3 Specific Questions for Tom Wolf

There's still a lot we don't know about the the man who will likely be our next governor. We're running out of time to find out.

York businessman Tom Wolf during a Democratic gubernatorial candidates forum Tuesday Feb. 4, 2014  in Philadelphia.  AP Photo | Jacqueline Larma

York businessman Tom Wolf during a Democratic gubernatorial candidates forum Tuesday Feb. 4, 2014 in Philadelphia. AP Photo | Jacqueline Larma

This isn’t an election. It’s a coronation.

Unless something very game-changing happens these last few weeks before the November 4th election, Tom Wolf will beat Tom Corbett for governor. It won’t be close. And really, that’s as it should be — not because Democrats are awesome and Republicans are stinky, but because Corbett has plainly governed Pennsylvania for four years in a manner that almost no one (including most Republicans, according to polls) finds all that pleasing.

But let’s not pretend that Tom Wolf has somehow earned the governorship. He made one very smart tactical move early: He spent lots of money on advertising before his chief rivals for the Democratic nomination could get out of the gate — and has never held a less-than-surmountable lead over both his primary and general election opponents since then.
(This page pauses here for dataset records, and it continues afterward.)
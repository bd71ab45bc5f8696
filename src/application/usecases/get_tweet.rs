use std::sync::Arc;

use uuid::Uuid;

use crate::domain::{
    errors::{DomainError, DomainResult},
    models::Tweet,
    repositories::TweetRepository,
};

pub struct GetTweetUseCase {
    repo: Arc<dyn TweetRepository>,
}

impl GetTweetUseCase {
    pub fn new(repo: Arc<dyn TweetRepository>) -> Self {
        Self { repo }
    }

    pub async fn execute(&self, tweet_id: Uuid) -> DomainResult<Tweet> {
        self.repo
            .get(&tweet_id)
            .await?
            .ok_or_else(|| DomainError::NotFound(format!("tweet {tweet_id}")))
    }
}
It would be unfair to say his campaign is on cruise control — it’s clearly not — but it’s also not really required to break a sweat most days.

Wolf went too far this week, though, in a moment noticed by John Micek at the Patriot-News:

Asked whether he will have to get more specific about the proposals, Wolf said his push during the debate was to highlight Corbett’s shortcomings in job creation, fiscal management and education funding and that those are the areas that should be talked about.

“I think the specificity is on his (Corbett’s) shoulders,” Wolf said.

Micek’s response: “Sorry … run that past us again? It’s up to the other guy to discuss the specifics of his plans — but you get a pass on yours?”

Exactly. So. In the interest of producing a bit more specificity before the election, here are three questions for Wolf:

BUDGETING: Pennsylvania Democrats have criticized Gov. Corbett for borrowing from the state treasury this month to pay the state’s bills — and suggested the problem is exacerbated by a series of increasingly less-useful budget gimmicks (including too-high revenue estimates) designed to produce balanced budgets without requiring hard decisions of state politicians.

“You can’t pull those rabbits out of a hat over and over again,” said a spokesman for the state treasury.

You’ve already proposed a tax on natural gas production to help pay for schools. Is that money enough to cover the state’s budget weaknesses going forward? If not, what are your priorities? Will you be more inclined to raise taxes, cut programs, or some combination? Please be specific about which taxes and programs would be affected.

PENSIONS: Gov. Corbett has been very vocal that public employee pensions threaten future state budgets. You apparently agree with him, saying at the debate: “What we need to do is pay that bill we didn’t pay for the past 10 years. If we find a way to do that that doesn’t hurt the taxpayers we are going to have a solution to this problem.”

Your campaign has spoken of pension obligation bonds as a possible solution. But one study suggests that taking out $9 million in bonds would stick the state with $10.4 billion in interest payments over 30 years. And the bonds are described as “risky” — playing a part in the bankruptcy of two California cities. Why would it be worth exposing Pennsylvania taxpayers to that risk?

SCHOOL TAXES: There’s a growing sentiment across much of the state that property taxes — as a local means of funding schools — have become much too burdensome: There are proposals afoot to eliminate the property tax as a tool for local districts, and let them rely on income and sales taxes instead.

Would your proposal to support schools with a fracking tax offer any property tax relief? Or would income and sales taxes still be needed? If the latter, do you have any method in mind for protecting the poorer taxpayers who would face a greater burden under those kinds of revenue gathering?

Here’s the crazy thing: I like Tom Wolf. I fully expect to think he’s a better governor than Corbett. I’m just a fan of democratic accountability too, is all.

Back during the primary election, when Wolf’s coasting strategy was already apparent, I wrote of him: “Between now and the election, he’ll be spending a lot of time kissing babies, meeting voters, appearing in debates and reminding people he’s not Tom Corbett. Be we already know that about him. Now’s our chance to find out who he is.” Nearly three months later, we’re running out of time.